Le ministre de la culture et de la communication, dont je vous prie d'excuser l'absence ce matin, est profondément attaché au patrimoine et à la pluralité linguistique de notre pays. De là à rouvrir le débat sur la ratification de la Charte européenne des langues régionales ou minoritaires, à partir du jugement rendu par le tribunal administratif de Montpellier ordonnant à une commune de retirer des panneaux indicateurs bilingues, il y a là un pas que le Gouvernement ne saurait franchir : un obstacle rédhibitoire s'y oppose.

Je vous rappelle en effet que le Conseil constitutionnel a rendu, le 15 juin 1999, un avis contraire à cette ratification, pour des raisons de principe.

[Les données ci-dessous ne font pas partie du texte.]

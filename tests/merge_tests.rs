// Merge engine properties: identity, commutativity, associativity, conflict policies

use map646_stat::merge::{ConflictPolicy, merge, merge_all, merge_into};
use map646_stat::models::{CounterTree, CounterValue, ValueKind};

fn tree(json: &str) -> CounterTree {
    CounterTree::from_json(json).unwrap()
}

fn samples() -> Vec<CounterTree> {
    vec![
        tree(r#"{"a": 1, "b": {"c": 2, "d": {"e": 5}}}"#),
        tree(r#"{"a": 3, "b": {"c": 4}, "x": 7}"#),
        tree(r#"{"a": 2, "b": {"d": {"f": 1}}, "v6": null}"#),
        tree(r#"{}"#),
        tree(r#"{"v6": {"2001:db8::1": {"udp_out": {"num": 4}}}}"#),
    ]
}

#[test]
fn empty_tree_is_identity_on_both_sides() {
    for t in samples() {
        assert_eq!(merge(&CounterTree::new(), t.clone()).unwrap(), t);
        assert_eq!(merge(&t, CounterTree::new()).unwrap(), t);
    }
}

#[test]
fn merge_is_commutative_for_consistent_shapes() {
    let trees = samples();
    for a in &trees {
        for b in &trees {
            let ab = merge(a, b.clone()).unwrap();
            let ba = merge(b, a.clone()).unwrap();
            assert_eq!(ab, ba, "merge({a:?}, {b:?})");
        }
    }
}

#[test]
fn fold_order_does_not_change_the_result() {
    let trees = samples();
    let (forward, _) = merge_all(&trees, ConflictPolicy::FailFast).unwrap();
    let (backward, _) = merge_all(trees.iter().rev(), ConflictPolicy::FailFast).unwrap();
    let rotated: Vec<_> = trees[2..].iter().chain(&trees[..2]).collect();
    let (rotated, _) = merge_all(rotated, ConflictPolicy::FailFast).unwrap();

    assert_eq!(forward, backward);
    assert_eq!(forward, rotated);
    assert_eq!(
        forward,
        tree(
            r#"{"a": 6, "b": {"c": 6, "d": {"e": 5, "f": 1}}, "x": 7,
                "v6": {"2001:db8::1": {"udp_out": {"num": 4}}}}"#
        )
    );
}

#[test]
fn grouping_does_not_change_the_result() {
    let t = samples();
    let left = merge(&t[2], merge(&t[1], t[0].clone()).unwrap()).unwrap();
    let right = merge(&merge(&t[2], t[1].clone()).unwrap(), t[0].clone()).unwrap();
    assert_eq!(left, right);
}

#[test]
fn source_subtree_is_copied_by_value() {
    let src = tree(r#"{"b": {"c": 1}}"#);
    let mut dst = CounterTree::new();
    merge_into(&src, &mut dst, ConflictPolicy::FailFast).unwrap();
    merge_into(&src, &mut dst, ConflictPolicy::FailFast).unwrap();

    assert_eq!(dst, tree(r#"{"b": {"c": 2}}"#));
    assert_eq!(src, tree(r#"{"b": {"c": 1}}"#));
}

#[test]
fn null_never_overwrites_and_is_replaced() {
    let with_null = tree(r#"{"v4": null, "v6": {"n": 1}}"#);
    let with_data = tree(r#"{"v4": {"n": 2}, "v6": null}"#);

    let a = merge(&with_null, with_data.clone()).unwrap();
    let b = merge(&with_data, with_null.clone()).unwrap();
    assert_eq!(a, tree(r#"{"v4": {"n": 2}, "v6": {"n": 1}}"#));
    assert_eq!(a, b);
}

#[test]
fn fail_fast_reports_path_and_kinds() {
    let err = merge(&tree(r#"{"b": {"c": {"d": 1}}}"#), tree(r#"{"b": {"c": 3}}"#)).unwrap_err();
    assert_eq!(err.path, "b/c");
    assert_eq!(err.existing, ValueKind::Count);
    assert_eq!(err.incoming, ValueKind::Tree);
}

#[test]
fn source_wins_replaces_and_records_conflict() {
    let mut dst = tree(r#"{"a": 3, "k": 1}"#);
    let conflicts = merge_into(
        &tree(r#"{"a": {"x": 1}, "k": 1}"#),
        &mut dst,
        ConflictPolicy::SourceWins,
    )
    .unwrap();

    assert_eq!(dst, tree(r#"{"a": {"x": 1}, "k": 2}"#));
    assert_eq!(conflicts.len(), 1);
    assert_eq!(conflicts[0].path, "a");
}

#[test]
fn skip_keeps_destination_and_continues() {
    let mut dst = tree(r#"{"a": 3, "k": 1}"#);
    let conflicts =
        merge_into(&tree(r#"{"a": {"x": 1}, "k": 1}"#), &mut dst, ConflictPolicy::Skip).unwrap();

    assert_eq!(dst, tree(r#"{"a": 3, "k": 2}"#));
    assert_eq!(conflicts.len(), 1);
    assert_eq!(dst.get("a"), Some(&CounterValue::Count(3)));
}
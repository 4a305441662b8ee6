// Rollup: fold the finer-grained files of one period into a single period file.
// Minute files roll into an hour file, hour files into a day file, and so on.

use std::collections::BTreeSet;
use std::path::{Path, PathBuf};

use tracing::{info, instrument, warn};

use crate::bucket::Stamp;
use crate::error::{Result, StatError};
use crate::merge::{self, ConflictPolicy};
use crate::models::{CounterTree, ROLLUP_TAG, Snapshot};
use crate::report::write_atomically;

#[derive(Debug, Clone, PartialEq, Eq)]
pub struct RollupOutcome {
    pub path: PathBuf,
    /// Child files merged on this run (an existing period file is not counted).
    pub merged: usize,
    pub removed: Vec<PathBuf>,
}

/// Merges the direct children of `period` into `<dir>/<prefix><period>.stat`,
/// then removes them.
///
/// Children are looked up both in `dir` itself and in its two-digit
/// subdirectories, so with the collector's `YYYY/MM/DD/HH` layout an hour is
/// rolled up in its `HH` directory and a day in its `DD` directory, picking up
/// each `HH/<prefix><YYYYMMDDHH>.stat`.
///
/// The period file header lists every stamp merged into it. A child whose
/// stamp is already listed is only removed, never merged again, so a run that
/// failed after writing the period file can simply be repeated.
///
/// Returns `Ok(None)` when there are no children. Nothing is written or
/// removed if any child fails to load or merge.
#[instrument(skip(dir, period, policy), fields(operation = "rollup", dir = %dir.display(), period = %period))]
pub fn rollup(
    dir: &Path,
    period: &Stamp,
    prefix: &str,
    policy: ConflictPolicy,
) -> Result<Option<RollupOutcome>> {
    let target = dir.join(period.file_name(prefix));
    let children = child_files(dir, period, prefix)?;
    if children.is_empty() {
        info!("nothing to roll up");
        return Ok(None);
    }

    let (mut tree, mut rolled_up) = if target.is_file() {
        let existing = Snapshot::load(&target, prefix)?;
        (existing.tree, existing.rolled_up.into_iter().collect())
    } else {
        (CounterTree::new(), BTreeSet::new())
    };

    let mut merged = 0;
    for (stamp, child) in &children {
        if rolled_up.contains(stamp) {
            warn!(path = %child.display(), "already rolled up, removing leftover");
            continue;
        }
        let snapshot = Snapshot::load(child, prefix)?;
        for c in merge::merge_into(&snapshot.tree, &mut tree, policy)? {
            warn!(path = %child.display(), conflict = %c, "shape conflict");
        }
        rolled_up.insert(stamp.clone());
        merged += 1;
    }

    if merged > 0 {
        let json = tree
            .to_pretty_json()
            .map_err(|e| StatError::storage(&target, e.into()))?;
        let stamps: Vec<&str> = rolled_up.iter().map(Stamp::as_str).collect();
        let contents = format!("{} {}\n{}\n", ROLLUP_TAG, stamps.join(" "), json);
        write_atomically(&target, contents.as_bytes())?;
    }

    let mut removed = Vec::with_capacity(children.len());
    for (_, child) in children {
        std::fs::remove_file(&child).map_err(|e| StatError::storage(&child, e))?;
        removed.push(child);
    }
    info!(path = %target.display(), merged, "rollup written");

    Ok(Some(RollupOutcome {
        path: target,
        merged,
        removed,
    }))
}

/// Child files of `period`, sorted by stamp. A file in a subdirectory only
/// counts when the subdirectory is named after the stamp's last two digits.
fn child_files(dir: &Path, period: &Stamp, prefix: &str) -> Result<Vec<(Stamp, PathBuf)>> {
    let mut children = Vec::new();
    collect_children(dir, period, prefix, None, &mut children)?;

    let entries = std::fs::read_dir(dir).map_err(|e| StatError::storage(dir, e))?;
    for entry in entries {
        let entry = entry.map_err(|e| StatError::storage(dir, e))?;
        let name = entry.file_name();
        let Some(segment) = name.to_str() else {
            continue;
        };
        let two_digits = segment.len() == 2 && segment.bytes().all(|b| b.is_ascii_digit());
        if two_digits && entry.path().is_dir() {
            collect_children(&entry.path(), period, prefix, Some(segment), &mut children)?;
        }
    }

    children.sort();
    Ok(children)
}

fn collect_children(
    dir: &Path,
    period: &Stamp,
    prefix: &str,
    segment: Option<&str>,
    out: &mut Vec<(Stamp, PathBuf)>,
) -> Result<()> {
    let entries = std::fs::read_dir(dir).map_err(|e| StatError::storage(dir, e))?;
    for entry in entries {
        let entry = entry.map_err(|e| StatError::storage(dir, e))?;
        let Some(stamp) = entry
            .file_name()
            .to_str()
            .and_then(|name| Stamp::from_file_name(name, prefix))
        else {
            continue;
        };
        let in_place = segment.is_none_or(|s| stamp.as_str().ends_with(s));
        if stamp.is_child_of(period) && in_place && entry.path().is_file() {
            out.push((stamp, entry.path()));
        }
    }
    Ok(())
}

Dans son préambule, la charte comporte des dispositions visant à reconnaître à chaque personne « un droit imprescriptible » à « pratiquer une langue régionale ou minoritaire dans la vie privée et publique », qui plus est sur des territoires déterminés, ce qui, selon le Conseil constitutionnel, porte atteinte aux principes constitutionnels d'indivisibilité de la République, d'égalité devant la loi et d'unicité du peuple français.

L'amendement constitutionnel adopté en 2008, qui a permis l'insertion dans notre loi fondamentale de l'article 75-1 précisant que « les langues régionales appartiennent au patrimoine de la France », exprime la simple reconnaissance d'un état de fait et n'a pas à lui seul d'effet normatif. Il ne saurait donc apporter de rectificatif à la jurisprudence du Conseil constitutionnel, invoquée et confirmée au demeurant par plusieurs décisions de justice, notamment le jugement du tribunal administratif de Montpellier que vous avez rappelé.

Par conséquent, c'est sans doute vers d'autres voies qu'il convient de s'orienter pour envisager la visibilité et le développement des langues dites « régionales » dans notre pays. Que la charte européenne n'ait pas été ratifiée n'empêche pas leur présence dans l'espace public.

Rappelons que l'appareil législatif et règlementaire actuel offre des possibilités qui ne sont pas toujours exploitées : je pense, en particulier, aux actes officiels des collectivités territoriales, qui peuvent être publiés en langue régionale dès lors qu'ils le sont aussi en français, seule langue qui a valeur juridique. Nombreuses sont, par ailleurs, les occasions de manifester un bilinguisme français-langue régionale, quelle qu'elle soit.

Pour ce qui touche directement à la loi de 1994 relative à l'emploi de la langue française, le Gouvernement est prêt à déplorer avec vous qu'elle soit souvent comprise comme un instrument de lutte contre la diversité du patrimoine linguistique français. Telle n'était évidemment pas l'intention proclamée du législateur, comme en témoignent les débats ayant présidé à l'adoption de ce texte.

On pourrait notamment souhaiter que soit parfois pris en considération l'article 21 aux termes duquel « les dispositions de la présente loi s'appliquent sans préjudice de la législation et de la réglementation relatives aux langues régionales de France et ne s'opposent pas à leur usage ».

Cependant, à législation constante, de nombreuses marges de manœuvre existent. C'est dans le cadre d'un principe de responsabilité partagée entre l'État et les communes, départements et régions que le Gouvernement entend placer son action.

Pour sa part, le ministère de la culture et de la communication a illustré concrètement ce principe en engageant un dialogue au sein du Conseil des collectivités territoriales pour le développement culturel. Les langues régionales feront l'objet de rencontres programmées dans l'enceinte de ce Conseil avec, pour perspective, leur meilleure intégration dans la vie sociale, dans le cadre constitutionnel existant.

M. le président. La parole est à M. Robert Navarro.

M. Robert Navarro. Monsieur le secrétaire d'État, je prends acte de votre réponse. Je vois que toutes les voies ne sont pas bouchées. Nous allons continuer à nous battre pour la reconnaissance encore plus importante de nos langues régionales. (M. Didier Guillaume applaudit.)